[Opening GIVEN DATA section]
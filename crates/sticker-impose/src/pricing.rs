//! Cost estimation
//!
//! Prices are estimates, not binding quotes. Every strategy always produces a
//! number; infeasible packing solutions cost nothing.

use crate::constants::ceil_tolerant;
use crate::layout::PackingSolution;
use crate::types::{DemandSpec, Finish, ProductionMode};

/// One breakpoint of a tier table
#[derive(Debug, Clone, Copy, PartialEq)]
pub struct PricingTier {
    /// Inclusive maximum unit count; `None` is the ceiling tier
    pub max_units: Option<u32>,
    pub unit_price: f64,
}

impl PricingTier {
    pub const fn up_to(max_units: u32, unit_price: f64) -> Self {
        Self {
            max_units: Some(max_units),
            unit_price,
        }
    }

    pub const fn ceiling(unit_price: f64) -> Self {
        Self {
            max_units: None,
            unit_price,
        }
    }

    fn covers(&self, units: u32) -> bool {
        self.max_units.is_none_or(|max| units <= max)
    }
}

/// Unit price for a count: the first tier whose maximum is not exceeded,
/// falling back to the last tier.
pub fn tier_price(tiers: &[PricingTier], units: u32) -> f64 {
    tiers
        .iter()
        .find(|tier| tier.covers(units))
        .or_else(|| tiers.last())
        .map_or(0.0, |tier| tier.unit_price)
}

/// How a production mode is billed
#[derive(Debug, Clone, Copy, PartialEq)]
pub enum PricingStrategy {
    /// Per-sheet price from a tier table, plus a per-sheet finishing surcharge
    SheetTiers {
        tiers: &'static [PricingTier],
        finish_per_sheet: f64,
    },
    /// Fixed-price blocks of film, with a flat cap for long requested runs
    DtfBlocks(DtfRates),
    /// A fixed price per started meter
    PerMeter { price_per_meter: f64 },
}

/// Rates for block-billed film
#[derive(Debug, Clone, Copy, PartialEq)]
pub struct DtfRates {
    pub block_cm: f64,
    pub block_price: f64,
    /// Requested lengths above this are billed at `cap_price`
    pub cap_cm: f64,
    pub cap_price: f64,
    /// Exclusive window (cm) in which the meter offer is shown
    pub offer_min_cm: f64,
    pub offer_max_cm: f64,
    pub offer_price: f64,
    pub container_price: f64,
}

/// Mode-specific inputs that change the price
#[derive(Debug, Clone, Copy, PartialEq)]
pub struct PricingOptions {
    pub demand: DemandSpec,
    pub finish: Finish,
    pub container: bool,
}

/// One itemized line of a cost breakdown
#[derive(Debug, Clone, PartialEq)]
pub struct CostLine {
    pub label: String,
    pub quantity: f64,
    pub unit_price: f64,
    pub amount: f64,
}

impl CostLine {
    fn new(label: impl Into<String>, quantity: f64, unit_price: f64) -> Self {
        Self {
            label: label.into(),
            quantity,
            unit_price,
            amount: quantity * unit_price,
        }
    }

    fn flat(label: impl Into<String>, amount: f64) -> Self {
        Self::new(label, 1.0, amount)
    }
}

/// Informational "complete the meter" offer shown next to a DTF quote
#[derive(Debug, Clone, Copy, PartialEq)]
pub struct MeterOffer {
    pub price: f64,
}

/// Itemized cost of an order
#[derive(Debug, Clone, PartialEq, Default)]
pub struct CostBreakdown {
    pub lines: Vec<CostLine>,
    pub total: f64,
    /// Does not contribute to `total`
    pub meter_offer: Option<MeterOffer>,
}

impl CostBreakdown {
    fn from_lines(lines: Vec<CostLine>) -> Self {
        let total = lines.iter().map(|line| line.amount).sum();
        Self {
            lines,
            total,
            meter_offer: None,
        }
    }

    pub fn is_zero(&self) -> bool {
        self.total == 0.0
    }
}

/// Price a packing solution under the mode's strategy.
pub fn price(
    mode: ProductionMode,
    solution: &PackingSolution,
    options: &PricingOptions,
) -> CostBreakdown {
    if !solution.is_feasible() {
        return CostBreakdown::default();
    }

    let profile = mode.profile();
    match profile.pricing {
        PricingStrategy::SheetTiers {
            tiers,
            finish_per_sheet,
        } => price_sheets(
            tiers,
            finish_per_sheet,
            profile.unit_name,
            solution,
            options.finish,
        ),
        PricingStrategy::DtfBlocks(rates) => price_dtf(&rates, solution, options),
        PricingStrategy::PerMeter { price_per_meter } => {
            price_per_meter_run(price_per_meter, solution, options)
        }
    }
}

fn price_sheets(
    tiers: &[PricingTier],
    finish_per_sheet: f64,
    unit_name: &str,
    solution: &PackingSolution,
    finish: Finish,
) -> CostBreakdown {
    let sheets = solution.total_units;
    let mut lines = vec![CostLine::new(
        format!("{} {}", sheets, unit_name),
        sheets as f64,
        tier_price(tiers, sheets),
    )];

    if finish != Finish::None {
        lines.push(CostLine::new(
            format!("{} × {}", sheets, finish.name()),
            sheets as f64,
            finish_per_sheet,
        ));
    }

    CostBreakdown::from_lines(lines)
}

fn price_dtf(rates: &DtfRates, solution: &PackingSolution, options: &PricingOptions) -> CostBreakdown {
    let DtfRates {
        block_cm,
        block_price,
        cap_cm,
        cap_price,
        offer_min_cm,
        offer_max_cm,
        offer_price,
        container_price,
    } = *rates;

    let mut meter_offer = None;
    let mut lines = Vec::new();

    match options.demand {
        // Any requested length past the cap is billed at one flat price,
        // however far past it goes.
        DemandSpec::Length { cm } if cm > cap_cm => {
            lines.push(CostLine::flat(format!("Run over {} cm", cap_cm), cap_price));
        }
        DemandSpec::Length { cm } => {
            let blocks = ceil_tolerant(cm / block_cm);
            lines.push(CostLine::new(
                format!("{} × {} cm blocks", blocks, block_cm),
                blocks,
                block_price,
            ));
        }
        DemandSpec::Quantity(_) => {
            let cm = solution.roll.map_or(0.0, |run| run.linear_cm());
            let blocks = ceil_tolerant(cm / block_cm);
            lines.push(CostLine::new(
                format!("{} × {} cm blocks", blocks, block_cm),
                blocks,
                block_price,
            ));
            if cm > offer_min_cm && cm < offer_max_cm {
                meter_offer = Some(MeterOffer { price: offer_price });
            }
        }
    }

    if options.container {
        lines.push(CostLine::flat("Protective container", container_price));
    }

    CostBreakdown {
        meter_offer,
        ..CostBreakdown::from_lines(lines)
    }
}

fn price_per_meter_run(
    price_per_meter: f64,
    solution: &PackingSolution,
    options: &PricingOptions,
) -> CostBreakdown {
    let cm = match options.demand {
        DemandSpec::Length { cm } => cm,
        DemandSpec::Quantity(_) => solution.roll.map_or(0.0, |run| run.linear_cm()),
    };
    let meters = ceil_tolerant(cm / 100.0);
    CostBreakdown::from_lines(vec![CostLine::new(
        format!("{} m", meters),
        meters,
        price_per_meter,
    )])
}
[Closing GIVEN DATA section]
TASK BRIEF - Copy every line of the records above that contains "billed".

TASK RESPONSE -
/// How a production mode is billed
/// Rates for block-billed film
    /// Requested lengths above this are billed at `cap_price`
        // Any requested length past the cap is billed at one flat price,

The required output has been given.